Makes me wonder what the windmill carnage would have been like if the passenger pigeons were still around. Might have been a good side business in meats from the windfarms. Still, I suppose chicken is better than squab in the long run.
Just like the electricity, the meat supply is intermittent. Having a chicken farm with a regulated output is more efficient that paying people to stand under power lines/windmills waiting for a bird to chance into its demise.

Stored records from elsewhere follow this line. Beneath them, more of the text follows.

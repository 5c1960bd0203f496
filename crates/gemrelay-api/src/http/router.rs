//! Axum router configuration with middleware.
//!
//! Routes: the relay endpoint, two debug endpoints and `/health`. The
//! front end in `public_dir` is served as the fallback when that directory
//! exists; otherwise only the API is served.

use axum::Router;
use axum::routing::{get, post};
use tower_http::cors::{Any, CorsLayer};
use tower_http::services::ServeDir;
use tower_http::trace::TraceLayer;

use crate::http::handlers;
use crate::state::AppState;

/// Build the complete router with all routes and middleware.
pub fn build_router(state: AppState) -> Router {
    let cors = CorsLayer::new()
        .allow_origin(Any)
        .allow_methods(Any)
        .allow_headers(Any);

    let public_dir = state.config.public_dir.clone();

    let mut router = Router::new()
        .route("/api/gemini", post(handlers::prompt::generate))
        .route("/_models", get(handlers::debug::list_models))
        .route("/_debug-list", get(handlers::debug::list_public_files))
        .route("/health", get(health_check));

    // The fallback must exist before the layers are applied for them to wrap it.
    if std::path::Path::new(&public_dir).is_dir() {
        router = router.fallback_service(ServeDir::new(&public_dir));
        tracing::info!(path = %public_dir, "Static file serving enabled");
    }

    router
        .layer(cors)
        .layer(TraceLayer::new_for_http())
        .with_state(state)
}

/// GET /health - Liveness check.
async fn health_check() -> axum::Json<serde_json::Value> {
    axum::Json(serde_json::json!({
        "status": "ok",
        "version": env!("CARGO_PKG_VERSION"),
    }))
}
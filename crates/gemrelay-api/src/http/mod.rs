//! HTTP layer: the relay endpoint, debug endpoints and static front end.

pub mod error;
pub mod handlers;
pub mod router;

#[cfg(test)]
pub(crate) mod test_support;
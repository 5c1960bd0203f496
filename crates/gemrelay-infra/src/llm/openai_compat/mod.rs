//! SDK-style generator over Gemini's OpenAI-compatible endpoint.
//!
//! This is the primary calling convention: a typed [`async_openai`] chat
//! completion against `{openai_base_url}/chat/completions`. When it fails or
//! returns no text the fallback chain moves on to the raw REST client.

use async_openai::Client;
use async_openai::config::OpenAIConfig;
use async_openai::types::chat::{
    ChatCompletionRequestMessage, ChatCompletionRequestUserMessage,
    ChatCompletionRequestUserMessageContent, CreateChatCompletionRequest,
};
use secrecy::{ExposeSecret, SecretString};

use gemrelay_core::llm::provider::TextGenerator;
use gemrelay_types::llm::LlmError;

/// Chat-completions client for an OpenAI-compatible endpoint.
///
/// Does NOT derive Debug, since the `async_openai::Client` holds the API key.
pub struct OpenAiCompatGenerator {
    client: Client<OpenAIConfig>,
}

impl OpenAiCompatGenerator {
    pub fn new(api_key: &SecretString, base_url: &str) -> Self {
        let config = OpenAIConfig::new()
            .with_api_key(api_key.expose_secret())
            .with_api_base(base_url);

        Self {
            client: Client::with_config(config),
        }
    }

    /// Build a single-user-message chat request.
    fn build_request(model: &str, prompt: &str) -> CreateChatCompletionRequest {
        CreateChatCompletionRequest {
            model: model.to_string(),
            messages: vec![ChatCompletionRequestMessage::User(
                ChatCompletionRequestUserMessage {
                    content: ChatCompletionRequestUserMessageContent::Text(prompt.to_string()),
                    name: None,
                },
            )],
            ..Default::default()
        }
    }
}

impl TextGenerator for OpenAiCompatGenerator {
    fn name(&self) -> &str {
        "sdk"
    }

    async fn generate(&self, model: &str, prompt: &str) -> Result<String, LlmError> {
        let response = self
            .client
            .chat()
            .create(Self::build_request(model, prompt))
            .await
            .map_err(map_openai_error)?;

        Ok(response
            .choices
            .first()
            .and_then(|c| c.message.content.clone())
            .unwrap_or_default())
    }
}

/// Map an `async_openai::error::OpenAIError` to an [`LlmError`].
fn map_openai_error(err: async_openai::error::OpenAIError) -> LlmError {
    use async_openai::error::OpenAIError;

    match err {
        OpenAIError::ApiError(api_err) => LlmError::Provider {
            message: api_err.message,
        },
        OpenAIError::Reqwest(reqwest_err) => LlmError::Transport(reqwest_err.to_string()),
        OpenAIError::JSONDeserialize(_, content) => {
            LlmError::Deserialization(format!("failed to parse response: {content}"))
        }
        other => LlmError::Provider {
            message: other.to_string(),
        },
    }
}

The one advantage the power line deaths have is that the meat is precooked. Windmills tenderize the meat but not in the way most consumers want.
Its not only about the bird meat, the pillow industry doesn't stuff itself, you know.
Also can't make candy corn without ground up pigeon feet and beaks.
So you want us to butcher the eagles? Eagles are large raptors that coast along the same strong wind currents that wind engineers drool over. They love those currents as windmill pushers. Windmills kill mucho eagles as they coast through the giant table fans.
So relabel them as chicken and sell? As long as the windmill gets credit for the butchery somewhere on the label.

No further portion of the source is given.